Semua teknologi di atas dapat mengeluarkan ozon, polutan dan bahan utama dalam kabut asap.
Sistem filtrasi yang menggabungkan HyperHEPA dan karbon aktif secara luas dianggap sebagai salah satu pendekatan yang paling efektif, terutama ketika dipasangkan dengan sensor pintar yang menyesuaikan kecepatan kipas berdasarkan kualitas udara secara real-time.
Secara praktis, ini berarti sistem berbasis filtrasi menghilangkan polutan dari udara, sementara beberapa teknologi lain mungkin hanya mengubah atau mendistribusikannya kembali.
Pertanyaan yang Sering Diajukan
Apakah pembersih udara menghilangkan virus dan bakteri?
Ya. Filter HEPA menangkap sebagian besar virus dan bakteri di udara.
Dapatkah pembersih udara menghilangkan bau dari masakan atau hewan peliharaan?
Ya. Filter karbon aktif dirancang khusus untuk menyerap bau dan VOC dari masakan, hewan peliharaan, asap, dan bahan kimia, sehingga udara menjadi lebih segar.
Apakah alat ionisasi aman digunakan di rumah?
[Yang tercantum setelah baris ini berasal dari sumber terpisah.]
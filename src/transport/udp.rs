//! Link-segment emulation over UDP broadcast.
//!
//! Protocol frames carry their own 6-byte addressing, so the datagram
//! layer only has to deliver every frame to every host on the segment.
//! Each endpoint binds the configured port, broadcasts its transmissions,
//! and filters nothing: destination checks belong to the protocol loops,
//! the same as on a promiscuous NIC.

use std::net::{Ipv4Addr, SocketAddr, SocketAddrV4};
use std::time::Duration;

use async_trait::async_trait;
use tokio::net::UdpSocket;
use tokio::time::timeout;

use crate::addr::MacAddr;
use crate::config::LinkConfig;
use crate::error::ChatError;
use crate::frame::FRAME_LEN;
use crate::transport::FrameTransport;

/// One endpoint on a UDP-emulated link segment.
pub struct UdpLinkTransport {
    socket: UdpSocket,
    broadcast_to: SocketAddr,
    addr: MacAddr,
    read_timeout: Duration,
}

impl UdpLinkTransport {
    /// Bind the segment port and prepare for broadcasting.
    ///
    /// The local link address is taken from `addr`, or generated randomly
    /// when the operator did not supply one.
    pub async fn open(config: &LinkConfig, addr: Option<MacAddr>) -> Result<Self, ChatError> {
        let socket = UdpSocket::bind((Ipv4Addr::UNSPECIFIED, config.udp_port)).await?;
        socket.set_broadcast(true)?;

        Ok(Self {
            socket,
            broadcast_to: SocketAddr::V4(SocketAddrV4::new(config.broadcast_addr, config.udp_port)),
            addr: addr.unwrap_or_else(MacAddr::random),
            read_timeout: config.read_timeout,
        })
    }
}

#[async_trait]
impl FrameTransport for UdpLinkTransport {
    async fn send(&mut self, frame: &[u8]) -> Result<(), ChatError> {
        self.socket.send_to(frame, self.broadcast_to).await?;
        Ok(())
    }

    async fn recv(&mut self) -> Result<Option<Vec<u8>>, ChatError> {
        let mut buf = vec![0u8; FRAME_LEN];
        match timeout(self.read_timeout, self.socket.recv_from(&mut buf)).await {
            Err(_elapsed) => Ok(None),
            Ok(Ok((n, _from))) => {
                buf.truncate(n);
                Ok(Some(buf))
            }
            Ok(Err(e)) => Err(ChatError::Io(e)),
        }
    }

    fn local_addr(&self) -> MacAddr {
        self.addr
    }
}

#[cfg(test)]
mod tests {
    use super::*;

    #[tokio::test]
    async fn test_open_reports_configured_address() {
        let config = LinkConfig::default()
            .with_udp_port(0) // any free port
            .with_read_timeout(Duration::from_millis(20));
        let addr = MacAddr([0x02, 0, 0, 0, 0, 0x42]);

        let transport = UdpLinkTransport::open(&config, Some(addr)).await.unwrap();
        assert_eq!(transport.local_addr(), addr);
    }

    #[tokio::test]
    async fn test_open_generates_address_when_unset() {
        let config = LinkConfig::default().with_udp_port(0);
        let transport = UdpLinkTransport::open(&config, None).await.unwrap();
        assert_eq!(transport.local_addr().octets()[0] & 0x03, 0x02);
    }

    #[tokio::test]
    async fn test_recv_times_out_quietly() {
        let config = LinkConfig::default()
            .with_udp_port(0)
            .with_read_timeout(Duration::from_millis(20));
        let mut transport = UdpLinkTransport::open(&config, None).await.unwrap();
        assert_eq!(transport.recv().await.unwrap(), None);
    }
}
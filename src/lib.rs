//! # Etherchat - encrypted chat over raw link-layer frames
//!
//! Etherchat carries a peer-to-peer encrypted chat session directly in
//! link-layer frames tagged with a private EtherType, bypassing IP and TCP
//! entirely. Everything travels in one fixed 500-byte frame format; a
//! one-byte subtype multiplexes the five protocol messages.
//!
//! ## Session Flow
//!
//! 1. **Discovery** - one side broadcasts an announcement with its display
//!    name; the other collects announcements into a registry
//! 2. **Handshake** - the operator picks a peer and a unicast offer binds
//!    the session
//! 3. **Key exchange** - the initiator generates and ships a symmetric key
//!    and salt
//! 4. **Liveness** - an empty probe each way confirms reachability, and
//!    keeps doing so during the chat
//! 5. **Chat** - messages are keystream-encrypted and exchanged until the
//!    operator stops
//!
//! ## Security Model
//!
//! - **Single session** per running instance; once a peer is bound, frames
//!   from any other source are silently discarded
//! - **Involutory transform**: one ChaCha20-keystream call both encrypts
//!   and decrypts
//! - **Key material zeroized** when the session drops
//! - **No identity layer**: peers are matched by link address only
//!
//! ## Modules
//!
//! - [`addr`]: 6-byte link addresses
//! - [`frame`]: the fixed-size wire codec
//! - [`registry`]: discovered peers
//! - [`session`]: session state machine and key material
//! - [`transport`]: the frame transport seam and its implementations
//! - [`protocol`]: the five protocol phases
//! - [`crypto`]: key generation and the message transform

pub mod addr;
pub mod config;
pub mod crypto;
pub mod error;
pub mod frame;
pub mod protocol;
pub mod registry;
pub mod session;
pub mod transport;

// Re-export commonly used types at the crate root
pub use addr::MacAddr;
pub use config::LinkConfig;
pub use error::ChatError;
pub use frame::{Frame, FrameType, CHAT_CAPACITY, FRAME_LEN};
pub use registry::{PeerRecord, PeerRegistry};
pub use session::{Session, SessionState};
pub use transport::{FrameTransport, HubTransport, LinkHub, UdpLinkTransport};
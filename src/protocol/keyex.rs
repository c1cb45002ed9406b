//! Key exchange.
//!
//! The initiator generates the session key and salt, installs them, and
//! ships them to the bound peer in one KeyMaterial frame. The peer blocks
//! until that frame arrives and installs the bytes exactly as sent.

use tracing::debug;

use crate::crypto;
use crate::error::ChatError;
use crate::frame::{Frame, FrameType};
use crate::protocol::await_frame;
use crate::session::Session;
use crate::transport::FrameTransport;

/// Generate and send the session key material. Initiator only.
pub async fn offer_key<T>(transport: &mut T, session: &mut Session) -> Result<(), ChatError>
where
    T: FrameTransport,
{
    let peer = session.peer_addr()?;

    let key = crypto::generate_key();
    let salt = crypto::generate_salt();
    let frame = Frame::key_material(peer, session.local(), &key, &salt);
    session.install_key(key, salt);

    transport.send(&frame.encode()).await.map_err(|e| {
        session.terminate();
        e
    })?;

    debug!(peer = %peer, "key material offered");
    Ok(())
}

/// Block until the session key material arrives from the bound peer.
///
/// The key and salt are read at their fixed payload offsets; the received
/// bytes are installed exactly as sent. A quiet window is fatal.
pub async fn await_key<T>(transport: &mut T, session: &mut Session) -> Result<(), ChatError>
where
    T: FrameTransport,
{
    let peer = session.peer_addr()?;
    let local = session.local();

    let frame = await_frame(transport, "key material", |f| {
        f.frame_type == FrameType::KeyMaterial
            && f.destination == local
            && f.source == peer
            && f.key_material_payload().is_some()
    })
    .await
    .map_err(|e| {
        session.terminate();
        e
    })?;

    let (key, salt) = frame
        .key_material_payload()
        .ok_or_else(|| ChatError::Transport("key material payload vanished".into()))?;
    session.install_key(key, salt);

    debug!(peer = %peer, "key material installed");
    Ok(())
}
Sebagian besar ionizer menghasilkan ozon, yang dapat mengiritasi paru-paru dan memperburuk kondisi pernapasan. Pembersih berbasis HEPA adalah pilihan yang lebih aman, terutama bagi individu yang sensitif.
Seberapa sering saya harus mengganti filter?
Filter HyperHEPA biasanya bertahan selama 36-48 bulan, sedangkan penyaring gas dan bau V5-Cell mungkin perlu diganti setiap 12-18 bulan, tergantung pada penggunaan dan kualitas udara.
Kesimpulan
Pembersih udara bekerja dengan menggabungkan teknologi penyaringan yang telah terbukti-terutama HEPA dan karbon aktif-untuk menghilangkan spektrum polutan udara dalam ruangan yang luas, mulai dari partikel halus hingga gas berbahaya. Teknologi lain seperti UV atau ionisasi menimbulkan risiko seperti paparan ozon.
Untuk pembersihan udara yang konsisten dan menyeluruh, sistem berbasis filtrasi - terutama yang menggunakan HyperHEPA dan karbon aktif - biasanya yang paling dapat diandalkan.